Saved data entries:
'''

use crate::error::IdentityError;
use async_trait::async_trait;
use std::net::IpAddr;
use std::sync::OnceLock;

/// Resolves the name this agent answers to and its network address.
#[async_trait]
pub trait IdentityProvider: Send + Sync {
    /// Addressable name of this agent (compared case-insensitively).
    fn hostname(&self) -> Result<String, IdentityError>;

    /// Resolve a host name to a printable IP address.
    async fn resolve_address(&self, hostname: &str) -> Result<String, IdentityError>;

    /// Address reported by `/list`.
    async fn local_address(&self) -> Result<String, IdentityError> {
        let hostname = self.hostname()?;
        self.resolve_address(&hostname).await
    }
}

/// Identity backed by the OS hostname, optionally overridden by config.
///
/// The OS hostname is read once and cached for the life of the process.
#[derive(Debug, Default)]
pub struct SystemIdentity {
    name_override: Option<String>,
    os_hostname: OnceLock<String>,
}

impl SystemIdentity {
    pub fn new(name_override: Option<String>) -> Self {
        Self {
            name_override: name_override
                .map(|n| n.trim().to_string())
                .filter(|n| !n.is_empty()),
            os_hostname: OnceLock::new(),
        }
    }

    fn os_hostname(&self) -> Result<String, IdentityError> {
        if let Some(cached) = self.os_hostname.get() {
            return Ok(cached.clone());
        }

        let raw = hostname::get().map_err(IdentityError::Hostname)?;
        let name = raw
            .into_string()
            .map_err(|_| IdentityError::NonUtf8Hostname)?;
        tracing::debug!("Hostname retrieved: {name}");

        Ok(self.os_hostname.get_or_init(|| name).clone())
    }
}

#[async_trait]
impl IdentityProvider for SystemIdentity {
    fn hostname(&self) -> Result<String, IdentityError> {
        match &self.name_override {
            Some(name) => Ok(name.clone()),
            None => self.os_hostname(),
        }
    }

    async fn resolve_address(&self, hostname: &str) -> Result<String, IdentityError> {
        let addrs: Vec<IpAddr> = tokio::net::lookup_host((hostname, 0))
            .await
            .map_err(|source| IdentityError::Resolve {
                host: hostname.to_string(),
                source,
            })?
            .map(|addr| addr.ip())
            .collect();

        pick_address(&addrs)
            .map(|ip| ip.to_string())
            .ok_or_else(|| IdentityError::NoAddress(hostname.to_string()))
    }

    async fn local_address(&self) -> Result<String, IdentityError> {
        // An overridden name is not necessarily resolvable; the machine's own is.
        let hostname = self.os_hostname()?;
        self.resolve_address(&hostname).await
    }
}

/// Prefer IPv4, matching what operators expect from a single "IP Address" line.
fn pick_address(addrs: &[IpAddr]) -> Option<IpAddr> {
    addrs
        .iter()
        .find(|ip| ip.is_ipv4())
        .or_else(|| addrs.first())
        .copied()
}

'''

GOAL OF THE EXERCISE
Reproduce the entries above in full, verbatim.

TASK SOLUTION
use crate::error::IdentityError;
use async_trait::async_trait;
use std::net::IpAddr;
use std::sync::OnceLock;

/// Resolves the name this agent answers to and its network address.
#[async_trait]
pub trait IdentityProvider: Send + Sync {
    /// Addressable name of this agent (compared case-insensitively).
    fn hostname(&self) -> Result<String, IdentityError>;

    /// Resolve a host name to a printable IP address.
    async fn resolve_address(&self, hostname: &str) -> Result<String, IdentityError>;

    /// Address reported by `/list`.
    async fn local_address(&self) -> Result<String, IdentityError> {
        let hostname = self.hostname()?;
        self.resolve_address(&hostname).await
    }
}

/// Identity backed by the OS hostname, optionally overridden by config.
///
/// The OS hostname is read once and cached for the life of the process.
#[derive(Debug, Default)]
pub struct SystemIdentity {
    name_override: Option<String>,
    os_hostname: OnceLock<String>,
}

impl SystemIdentity {
    pub fn new(name_override: Option<String>) -> Self {
        Self {
            name_override: name_override
                .map(|n| n.trim().to_string())
                .filter(|n| !n.is_empty()),
            os_hostname: OnceLock::new(),
        }
    }

    fn os_hostname(&self) -> Result<String, IdentityError> {
        if let Some(cached) = self.os_hostname.get() {
            return Ok(cached.clone());
        }

        let raw = hostname::get().map_err(IdentityError::Hostname)?;
        let name = raw
            .into_string()
            .map_err(|_| IdentityError::NonUtf8Hostname)?;
        tracing::debug!("Hostname retrieved: {name}");

        Ok(self.os_hostname.get_or_init(|| name).clone())
    }
}

#[async_trait]
impl IdentityProvider for SystemIdentity {
    fn hostname(&self) -> Result<String, IdentityError> {
        match &self.name_override {
            Some(name) => Ok(name.clone()),
            None => self.os_hostname(),
        }
    }

    async fn resolve_address(&self, hostname: &str) -> Result<String, IdentityError> {
        let addrs: Vec<IpAddr> = tokio::net::lookup_host((hostname, 0))
            .await
            .map_err(|source| IdentityError::Resolve {
                host: hostname.to_string(),
                source,
            })?
            .map(|addr| addr.ip())
            .collect();

        pick_address(&addrs)
            .map(|ip| ip.to_string())
            .ok_or_else(|| IdentityError::NoAddress(hostname.to_string()))
    }

    async fn local_address(&self) -> Result<String, IdentityError> {
        // An overridden name is not necessarily resolvable; the machine's own is.
        let hostname = self.os_hostname()?;
        self.resolve_address(&hostname).await
    }
}

/// Prefer IPv4, matching what operators expect from a single "IP Address" line.
fn pick_address(addrs: &[IpAddr]) -> Option<IpAddr> {
    addrs
        .iter()
        .find(|ip| ip.is_ipv4())
        .or_else(|| addrs.first())
        .copied()
}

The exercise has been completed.